WHITE PAPER
Home | Products | Services | Support | About Us | News | Careers | Contact Us
 
White Paper





Error Prone Areas in PCI Express Design

Jitendra Puri, Engineering Director, nSys Design Systems



Verification is a process which presumes that no “developer” is perfect. In other words the whole Verification Industry thrives on the imperfection of 'Man' ! If you tell any design engineer that he/she is coding bugs along with the design, they might get offended ! But, that's the reality. In this “Tips and Tricks” article we are going to talk about error-prone areas in PCI Express designs based upon our findings during verification of several PCI Express designs.

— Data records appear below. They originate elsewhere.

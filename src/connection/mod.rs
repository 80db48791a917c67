//! Connection Management Module
//!
//! The TCP transport: an accept loop that gives every client its own
//! async task, per-connection frame extraction with a capped buffer, and
//! pipelined dispatch keyed by request id.
//!
//! ```text
//! ┌─────────────────────────────────────────────────────────────┐
//! │                      TcpServer                              │
//! │                     accept loop                             │
//! └──────────────────────┬──────────────────────────────────────┘
//!                        │ spawn per connection
//!                        ▼
//! ┌─────────────────────────────────────────────────────────────┐
//! │              handle_connection (one task each)              │
//! │                                                             │
//! │  read bytes ──> extract frames ──> spawn dispatch per frame │
//! │                                          │                  │
//! │        writer task <── response queue <──┘                  │
//! └─────────────────────────────────────────────────────────────┘
//! ```

pub mod handler;
pub mod server;

// Re-export commonly used types
pub use handler::{handle_connection, ConnectionError, ConnectionStats, MAX_CONNECTION_BUFFER};
pub use server::TcpServer;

Error Prone Areas in PCI Express Design
An experienced PCI designer is expected to have knowledge of Configuration Space, Configuration cycles, Memory cycles, Device number, Bus number, Base Addresses, TAG and Split cycles etc.
Majority of the designers are also very comfortable with the Transaction Layer concepts and terminology. It is the “newer” concepts which need special attention and are more error-prone.
We did an analysis of the bugs unearthed during the Verification of several designs, and found the following Error prone areas:

Physical Layer
Many of the designs had one error or another related to LTSSM state transitions. At times the designers had ignored the Transition control bits viz. Hot Reset, Loopback, Disable Link, Disable Scrambling which are received as part of TS Ordered set. All this led to the DUT making
incorrect transition to L0 instead of the desired states. This also resulted in LTSSM deadlock and unnecessary Time-outs.

Data Link Layer
Flow control is another key area where several issues were observed in various designs. It was observed that DUT behavior was correct for VC0 possibly because this is initialized by default. The designers took good care of the credit flow information for VC0 but somehow, VCx-credit handling was not perfect in all the designs. Updated FCs were not sent for VCx properly, leading to starvation.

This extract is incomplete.